1 online resource (4 manuscripts (799 items, 2,885 pages)).


Crime, Punishment, and Popular Culture, 1790-1920. [More in this series]
Summary note
This collection contains correspondence and documents from Judge Isaac C. Parker, who served as a federal district judge for the Western District of Arkansas and parts of the Indian Territories from 1875 to 1896. Although Parker became well known in Western novels and films as the famous "Hanging Judge," the reality of his career is more complex. Parker came to the court charged with the responsibility of rehabilitating the court's reputation after the corrupt tenure of his predecessor. His jurisdiction included the Indian Territory, where federal law needed to stake its claim alongside Native American law as a way of governing the new settlers on the frontier. This collection provides a record of the unique challenges of running a court on the American frontier. Parker's correspondence discusses relations with federal appointees and other officials and problems with staffing, finances, and the apprehension of criminals. Students of criminal justice will also appreciate the records of murder cases appealed to the Supreme Court in the 1890s. For fourteen years of Parker's term, defendants sentenced in the Indian Territories had no right of appeal. These records show what happened when cases were finally subject to review.
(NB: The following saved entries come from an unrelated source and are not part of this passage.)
//! Application state shared across routes

use std::sync::Arc;

use crate::config::Config;
use crate::game::RoomRegistry;

/// Shared application state
#[derive(Clone)]
pub struct AppState {
    pub config: Arc<Config>,
    pub registry: Arc<RoomRegistry>,
}

impl AppState {
    pub fn new(config: Config) -> Self {
        let config = Arc::new(config);
        let registry = Arc::new(RoomRegistry::new(config.round_duration_secs));

        Self { config, registry }
    }
}
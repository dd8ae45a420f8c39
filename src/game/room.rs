//! Room lifecycle and the per-room actor task
//!
//! `Session` is the synchronous lobby-and-round state machine; `RoomActor`
//! wraps one `Session` in a tokio task that drains commands and broadcasts
//! events at the tick rate.

use std::time::Duration;

use tokio::sync::{broadcast, mpsc};
use tokio::time::{interval, Instant, MissedTickBehavior};
use tracing::{debug, info};
use uuid::Uuid;

use crate::game::map::MapGenerator;
use crate::game::simulation::{Simulation, TICK_RATE};
use crate::game::{Outbound, RoomCommand};
use crate::ws::protocol::{RoomStatus, RosterEntry, ServerMsg};

/// Minimum roster size to start a round
pub const MIN_PLAYERS: usize = 2;
/// Seconds counted down before a round begins
pub const COUNTDOWN_START: u32 = 3;

const COMMAND_BUFFER: usize = 256;
const EVENT_BUFFER: usize = 64;

#[derive(Debug, Clone, Copy, PartialEq, Eq, thiserror::Error)]
pub enum SessionError {
    #[error("only the host can start the game")]
    NotHost,

    #[error("at least 2 players are needed to start")]
    NotEnoughPlayers,

    #[error("the game has already started")]
    AlreadyStarted,
}

struct CountdownTimer {
    seconds_left: u32,
    next_at: Instant,
}

/// One room: roster, host, countdown and the running round
pub struct Session {
    code: String,
    players: Vec<RosterEntry>,
    host_id: Option<Uuid>,
    status: RoomStatus,
    countdown: Option<CountdownTimer>,
    simulation: Option<Simulation>,
    round_duration: f32,
}

impl Session {
    pub fn new(code: String, round_duration: f32) -> Self {
        Self {
            code,
            players: Vec::new(),
            host_id: None,
            status: RoomStatus::Waiting,
            countdown: None,
            simulation: None,
            round_duration,
        }
    }

    pub fn code(&self) -> &str {
        &self.code
    }

    pub fn status(&self) -> RoomStatus {
        self.status
    }

    pub fn is_empty(&self) -> bool {
        self.players.is_empty()
    }

    /// Apply one command, producing the outbound traffic it caused
    pub fn apply(&mut self, cmd: RoomCommand, now: Instant) -> Vec<Outbound> {
        match cmd {
            RoomCommand::AddPlayer { player_id, name } => match self.add_player(player_id, name) {
                Ok(()) => vec![Outbound::all(self.room_state())],
                Err(e) => vec![Outbound::to(
                    player_id,
                    ServerMsg::RoomError { message: e.to_string() },
                )],
            },
            RoomCommand::RemovePlayer { player_id } => self
                .remove_player(player_id, now)
                .into_iter()
                .map(Outbound::all)
                .collect(),
            RoomCommand::StartGame { player_id } => match self.start_countdown(player_id, now) {
                Ok(seconds) => vec![Outbound::all(ServerMsg::Countdown { seconds })],
                Err(e) => vec![Outbound::to(
                    player_id,
                    ServerMsg::RoomError { message: e.to_string() },
                )],
            },
            RoomCommand::Input { player_id, direction } => {
                if let Some(sim) = &mut self.simulation {
                    sim.handle_input(player_id, direction);
                }
                Vec::new()
            }
            RoomCommand::UseAbility { player_id, ability } => {
                if let Some(sim) = &mut self.simulation {
                    sim.use_ability(player_id, ability, now);
                }
                Vec::new()
            }
        }
    }

    /// Add a player to the roster. Joining twice is a no-op; joining a live
    /// round is rejected. The first player becomes the host.
    pub fn add_player(&mut self, player_id: Uuid, name: String) -> Result<(), SessionError> {
        if self.players.iter().any(|p| p.id == player_id) {
            return Ok(());
        }
        if self.status != RoomStatus::Waiting {
            return Err(SessionError::AlreadyStarted);
        }

        let is_host = self.players.is_empty();
        self.players.push(RosterEntry { id: player_id, name, is_host });
        if is_host {
            self.host_id = Some(player_id);
        }
        Ok(())
    }

    /// Remove a player, migrating the host role and force-ending a round
    /// that drops below the minimum roster
    pub fn remove_player(&mut self, player_id: Uuid, now: Instant) -> Vec<ServerMsg> {
        let before = self.players.len();
        self.players.retain(|p| p.id != player_id);
        if self.players.len() == before {
            return Vec::new();
        }

        if self.host_id == Some(player_id) {
            self.host_id = self.players.first().map(|p| p.id);
            for (i, p) in self.players.iter_mut().enumerate() {
                p.is_host = i == 0;
            }
        }

        let mut msgs = Vec::new();
        if let Some(mut sim) = self.simulation.take() {
            sim.remove_player(player_id, now);
            if self.players.len() < MIN_PLAYERS {
                info!(room = %self.code, "roster below minimum, ending round");
                msgs.extend(sim.finalize());
                self.status = RoomStatus::Ended;
            } else {
                self.simulation = Some(sim);
            }
        }

        if self.players.len() < MIN_PLAYERS {
            self.countdown = None;
        }

        msgs.push(self.room_state());
        msgs
    }

    /// Begin the pre-round countdown; returns the first number to announce
    pub fn start_countdown(&mut self, requester: Uuid, now: Instant) -> Result<u32, SessionError> {
        if self.status != RoomStatus::Waiting || self.countdown.is_some() {
            return Err(SessionError::AlreadyStarted);
        }
        if self.host_id != Some(requester) {
            return Err(SessionError::NotHost);
        }
        if self.players.len() < MIN_PLAYERS {
            return Err(SessionError::NotEnoughPlayers);
        }

        self.countdown = Some(CountdownTimer {
            seconds_left: COUNTDOWN_START,
            next_at: now + Duration::from_secs(1),
        });
        Ok(COUNTDOWN_START)
    }

    /// Advance the room clock: tick the countdown, then the round
    pub fn advance(&mut self, now: Instant) -> Vec<ServerMsg> {
        let mut msgs = Vec::new();

        let mut start_round = false;
        if let Some(cd) = &mut self.countdown {
            while cd.next_at <= now {
                cd.next_at += Duration::from_secs(1);
                cd.seconds_left -= 1;
                msgs.push(ServerMsg::Countdown { seconds: cd.seconds_left });
                if cd.seconds_left == 0 {
                    start_round = true;
                    break;
                }
            }
        }
        if start_round {
            self.countdown = None;
            msgs.push(self.begin_round(now));
        }

        if self.status == RoomStatus::Playing {
            if let Some(mut sim) = self.simulation.take() {
                msgs.extend(sim.step(now));
                if sim.is_finished() {
                    self.status = RoomStatus::Ended;
                    msgs.push(self.room_state());
                } else {
                    self.simulation = Some(sim);
                }
            }
        }

        msgs
    }

    fn begin_round(&mut self, now: Instant) -> ServerMsg {
        let seed = rand::random::<u64>();
        let map = MapGenerator::generate(seed);
        self.simulation = Some(Simulation::new(
            &self.players,
            map.clone(),
            self.round_duration,
            now,
        ));
        self.status = RoomStatus::Playing;
        info!(room = %self.code, seed, players = self.players.len(), "game started");
        ServerMsg::GameStarted { map }
    }

    pub fn room_state(&self) -> ServerMsg {
        ServerMsg::RoomState {
            code: self.code.clone(),
            players: self.players.clone(),
            status: self.status,
            host_id: self.host_id,
        }
    }
}

/// Cheaply cloneable handle to a running room actor
#[derive(Clone)]
pub struct RoomHandle {
    pub code: String,
    commands: mpsc::Sender<RoomCommand>,
    events: broadcast::Sender<Outbound>,
}

impl RoomHandle {
    pub fn subscribe(&self) -> broadcast::Receiver<Outbound> {
        self.events.subscribe()
    }

    pub async fn send(
        &self,
        cmd: RoomCommand,
    ) -> Result<(), mpsc::error::SendError<RoomCommand>> {
        self.commands.send(cmd).await
    }
}

/// Task that owns a `Session` and drives it at the tick rate
pub struct RoomActor {
    session: Session,
    commands: mpsc::Receiver<RoomCommand>,
    events: broadcast::Sender<Outbound>,
}

impl RoomActor {
    pub fn new(code: String, round_duration: f32) -> (Self, RoomHandle) {
        let (cmd_tx, cmd_rx) = mpsc::channel(COMMAND_BUFFER);
        let (event_tx, _) = broadcast::channel(EVENT_BUFFER);

        let handle = RoomHandle {
            code: code.clone(),
            commands: cmd_tx,
            events: event_tx.clone(),
        };
        let actor = Self {
            session: Session::new(code, round_duration),
            commands: cmd_rx,
            events: event_tx,
        };
        (actor, handle)
    }

    /// Run until the room has been joined at least once and is empty again
    pub async fn run(mut self) {
        let mut ticker = interval(Duration::from_micros(1_000_000 / u64::from(TICK_RATE)));
        ticker.set_missed_tick_behavior(MissedTickBehavior::Skip);

        let mut ever_joined = false;
        loop {
            ticker.tick().await;
            let now = Instant::now();

            while let Ok(cmd) = self.commands.try_recv() {
                ever_joined |= matches!(cmd, RoomCommand::AddPlayer { .. });
                for out in self.session.apply(cmd, now) {
                    // send only fails with no subscribers, which is fine
                    let _ = self.events.send(out);
                }
            }

            for msg in self.session.advance(now) {
                let _ = self.events.send(Outbound::all(msg));
            }

            if ever_joined && self.session.is_empty() {
                debug!(room = %self.session.code(), "room empty, shutting down");
                break;
            }
        }
    }
}
//! WebSocket protocol message definitions
//! These are the wire types for client-server communication

use serde::{Deserialize, Serialize};
use uuid::Uuid;

/// Abilities a player can trigger mid-round
#[derive(Debug, Clone, Copy, PartialEq, Eq, Serialize, Deserialize)]
#[serde(rename_all = "snake_case")]
pub enum AbilityKind {
    /// Short speed burst (evaders only)
    Dash,
    /// Stun the catcher when in range (evaders only)
    Stun,
    /// Drop a trap at the current position (evaders only)
    Trap,
}

/// Lifecycle phase of a room
#[derive(Debug, Clone, Copy, PartialEq, Eq, Serialize, Deserialize)]
#[serde(rename_all = "snake_case")]
pub enum RoomStatus {
    Waiting,
    Playing,
    Ended,
}

/// Normalized movement intent from the client
#[derive(Debug, Clone, Copy, Default, Serialize, Deserialize)]
pub struct Direction {
    pub x: f32,
    pub y: f32,
}

/// Messages sent from client to server
#[derive(Debug, Clone, Serialize, Deserialize)]
#[serde(tag = "type", rename_all = "snake_case")]
pub enum ClientMsg {
    /// Join an existing room by code, or create a new one when the code is
    /// absent or empty
    JoinRoom {
        player_name: String,
        #[serde(default)]
        room_code: Option<String>,
    },

    /// Leave the current room
    LeaveRoom,

    /// Host requests the pre-round countdown to begin
    StartGame,

    /// Movement intent for the current tick
    PlayerInput {
        direction: Direction,
    },

    /// Trigger an ability
    UseAbility {
        ability: AbilityKind,
    },
}

/// Messages sent from server to client
#[derive(Debug, Clone, Serialize, Deserialize)]
#[serde(tag = "type", rename_all = "snake_case")]
pub enum ServerMsg {
    /// Welcome message after connection
    Welcome {
        player_id: Uuid,
        server_time: u64,
    },

    /// Current roster and lifecycle phase of the room
    RoomState {
        code: String,
        players: Vec<RosterEntry>,
        status: RoomStatus,
        host_id: Option<Uuid>,
    },

    /// Request-level failure, delivered only to the offending player
    RoomError {
        message: String,
    },

    /// Round begins; carries the generated map
    GameStarted {
        map: MapData,
    },

    /// Authoritative state snapshot (sent every tick)
    GameState {
        players: Vec<PlayerSnapshot>,
        traps: Vec<TrapSnapshot>,
        time_remaining: f32,
        round_number: u32,
        status: RoomStatus,
    },

    /// A tag landed
    PlayerCaught {
        catcher_id: Uuid,
        caught_id: Uuid,
    },

    /// Pre-round countdown tick
    Countdown {
        seconds: u32,
    },

    /// Round is over; final table plus who would catch next
    RoundEnd {
        scores: Vec<PlayerScore>,
        new_catcher_id: Uuid,
    },

    /// Game is over
    GameEnd {
        winner: PlayerScore,
        scores: Vec<PlayerScore>,
    },
}

/// Roster line for lobby display
#[derive(Debug, Clone, Serialize, Deserialize)]
pub struct RosterEntry {
    pub id: Uuid,
    pub name: String,
    pub is_host: bool,
}

/// Final-table line
#[derive(Debug, Clone, Serialize, Deserialize)]
pub struct PlayerScore {
    pub id: Uuid,
    pub name: String,
    /// Whole seconds survived as an evader
    pub score: u32,
}

/// Player state in a snapshot
#[derive(Debug, Clone, Serialize, Deserialize)]
pub struct PlayerSnapshot {
    pub id: Uuid,
    pub name: String,
    /// Position X
    pub x: f32,
    /// Position Y
    pub y: f32,
    /// Current velocity X
    pub velocity_x: f32,
    /// Current velocity Y
    pub velocity_y: f32,
    /// Is this player the catcher
    pub is_catcher: bool,
    /// Accumulated evasion time in seconds
    pub score: f32,
    /// Dash cooldown remaining (0 = ready)
    pub dash_cooldown: f32,
    /// Stun cooldown remaining (0 = ready)
    pub stun_cooldown: f32,
    /// Trap cooldown remaining (0 = ready)
    pub trap_cooldown: f32,
    pub stunned: bool,
    /// Stun time remaining (0 when not stunned)
    pub stun_remaining: f32,
    pub dashing: bool,
}

/// Trap state in a snapshot
#[derive(Debug, Clone, Serialize, Deserialize)]
pub struct TrapSnapshot {
    pub id: Uuid,
    pub x: f32,
    pub y: f32,
    pub placed_by: Uuid,
    pub active: bool,
    pub radius: f32,
}

/// Axis-aligned wall rectangle
#[derive(Debug, Clone, Copy, PartialEq, Serialize, Deserialize)]
pub struct Wall {
    pub x: f32,
    pub y: f32,
    pub width: f32,
    pub height: f32,
}

/// Round-start position for a player
#[derive(Debug, Clone, Copy, PartialEq, Serialize, Deserialize)]
pub struct SpawnPoint {
    pub x: f32,
    pub y: f32,
}

/// Generated arena layout
#[derive(Debug, Clone, PartialEq, Serialize, Deserialize)]
pub struct MapData {
    pub width: f32,
    pub height: f32,
    pub walls: Vec<Wall>,
    pub spawn_points: Vec<SpawnPoint>,
    /// Seed the layout was generated from
    pub seed: u64,
}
This collection also demonstrates Parker's surprising interest in rehabilitating offenders, ensuring humane conditions in jails, reforming the criminal justice system, and advocating for the rights of Native American nations. The collection contains Parker's correspondence relating to housing and guarding the federal prisoners under his care and responding to requests for pardons and commutation of sentences. Finally, the collection contains materials that give insight into why Parker became famous: documentation of the 160 death sentences he handed down during his tenure, including the scheduling of executions early in his career.
  • Date range of documents: 1875-1896.
  • Source institution: National Archives (United States).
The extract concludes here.